**Your task**
The full listing must be reproduced exactly as given.

+++

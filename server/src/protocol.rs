//! Wire protocol for the session relay
//!
//! Newline-delimited JSON frames, one message per line. Event names
//! match the original socket protocol so clients stay portable.

use reelmatch_domain::{PreferenceAnswers, SessionAction, SessionPhase, SessionSnapshot};
use serde::{Deserialize, Serialize};

/// Inbound client frame
#[derive(Debug, Clone, PartialEq, Serialize, Deserialize)]
#[serde(tag = "event", content = "data")]
pub enum ClientMessage {
    #[serde(rename = "joinParty", rename_all = "camelCase")]
    JoinParty {
        party_id: String,
        user_id: String,
        #[serde(default)]
        is_host: bool,
    },
    #[serde(rename = "leaveParty", rename_all = "camelCase")]
    LeaveParty { party_id: String, user_id: String },
    #[serde(rename = "updatePartyStatus", rename_all = "camelCase")]
    UpdatePartyStatus {
        party_id: String,
        status: SessionPhase,
    },
    #[serde(rename = "updateSelectedServices", rename_all = "camelCase")]
    UpdateSelectedServices {
        party_id: String,
        services: Vec<String>,
    },
    #[serde(rename = "submitPrimingAnswers", rename_all = "camelCase")]
    SubmitPrimingAnswers {
        party_id: String,
        user_id: String,
        answers: PreferenceAnswers,
    },
}

impl ClientMessage {
    /// The session this message targets
    pub fn party_id(&self) -> &str {
        match self {
            ClientMessage::JoinParty { party_id, .. }
            | ClientMessage::LeaveParty { party_id, .. }
            | ClientMessage::UpdatePartyStatus { party_id, .. }
            | ClientMessage::UpdateSelectedServices { party_id, .. }
            | ClientMessage::SubmitPrimingAnswers { party_id, .. } => party_id,
        }
    }

    /// Translate the wire frame into a coordinator action
    pub fn into_action(self) -> SessionAction {
        match self {
            ClientMessage::JoinParty {
                party_id,
                user_id,
                is_host,
            } => SessionAction::Join {
                session_id: party_id,
                participant_id: user_id,
                as_host: is_host,
            },
            ClientMessage::LeaveParty { party_id, user_id } => SessionAction::Leave {
                session_id: party_id,
                participant_id: user_id,
            },
            ClientMessage::UpdatePartyStatus { party_id, status } => SessionAction::SetPhase {
                session_id: party_id,
                phase: status,
            },
            ClientMessage::UpdateSelectedServices { party_id, services } => {
                SessionAction::SetSharedConfig {
                    session_id: party_id,
                    config: services,
                }
            }
            ClientMessage::SubmitPrimingAnswers {
                party_id,
                user_id,
                answers,
            } => SessionAction::RecordIntakeAnswer {
                session_id: party_id,
                participant_id: user_id,
                answers,
            },
        }
    }
}

/// Outbound server frame
#[derive(Debug, Clone, PartialEq, Serialize, Deserialize)]
#[serde(tag = "event", content = "data")]
pub enum ServerMessage {
    #[serde(rename = "partyUpdated")]
    PartyUpdated(SessionSnapshot),
}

+++

**Solution to the exercise**
filename server/src/protocol.rs
//! Wire protocol for the session relay
//!
//! Newline-delimited JSON frames, one message per line. Event names
//! match the original socket protocol so clients stay portable.

use reelmatch_domain::{PreferenceAnswers, SessionAction, SessionPhase, SessionSnapshot};
use serde::{Deserialize, Serialize};

/// Inbound client frame
#[derive(Debug, Clone, PartialEq, Serialize, Deserialize)]
#[serde(tag = "event", content = "data")]
pub enum ClientMessage {
    #[serde(rename = "joinParty", rename_all = "camelCase")]
    JoinParty {
        party_id: String,
        user_id: String,
        #[serde(default)]
        is_host: bool,
    },
    #[serde(rename = "leaveParty", rename_all = "camelCase")]
    LeaveParty { party_id: String, user_id: String },
    #[serde(rename = "updatePartyStatus", rename_all = "camelCase")]
    UpdatePartyStatus {
        party_id: String,
        status: SessionPhase,
    },
    #[serde(rename = "updateSelectedServices", rename_all = "camelCase")]
    UpdateSelectedServices {
        party_id: String,
        services: Vec<String>,
    },
    #[serde(rename = "submitPrimingAnswers", rename_all = "camelCase")]
    SubmitPrimingAnswers {
        party_id: String,
        user_id: String,
        answers: PreferenceAnswers,
    },
}

impl ClientMessage {
    /// The session this message targets
    pub fn party_id(&self) -> &str {
        match self {
            ClientMessage::JoinParty { party_id, .. }
            | ClientMessage::LeaveParty { party_id, .. }
            | ClientMessage::UpdatePartyStatus { party_id, .. }
            | ClientMessage::UpdateSelectedServices { party_id, .. }
            | ClientMessage::SubmitPrimingAnswers { party_id, .. } => party_id,
        }
    }

    /// Translate the wire frame into a coordinator action
    pub fn into_action(self) -> SessionAction {
        match self {
            ClientMessage::JoinParty {
                party_id,
                user_id,
                is_host,
            } => SessionAction::Join {
                session_id: party_id,
                participant_id: user_id,
                as_host: is_host,
            },
            ClientMessage::LeaveParty { party_id, user_id } => SessionAction::Leave {
                session_id: party_id,
                participant_id: user_id,
            },
            ClientMessage::UpdatePartyStatus { party_id, status } => SessionAction::SetPhase {
                session_id: party_id,
                phase: status,
            },
            ClientMessage::UpdateSelectedServices { party_id, services } => {
                SessionAction::SetSharedConfig {
                    session_id: party_id,
                    config: services,
                }
            }
            ClientMessage::SubmitPrimingAnswers {
                party_id,
                user_id,
                answers,
            } => SessionAction::RecordIntakeAnswer {
                session_id: party_id,
                participant_id: user_id,
                answers,
            },
        }
    }
}

/// Outbound server frame
#[derive(Debug, Clone, PartialEq, Serialize, Deserialize)]
#[serde(tag = "event", content = "data")]
pub enum ServerMessage {
    #[serde(rename = "partyUpdated")]
    PartyUpdated(SessionSnapshot),
}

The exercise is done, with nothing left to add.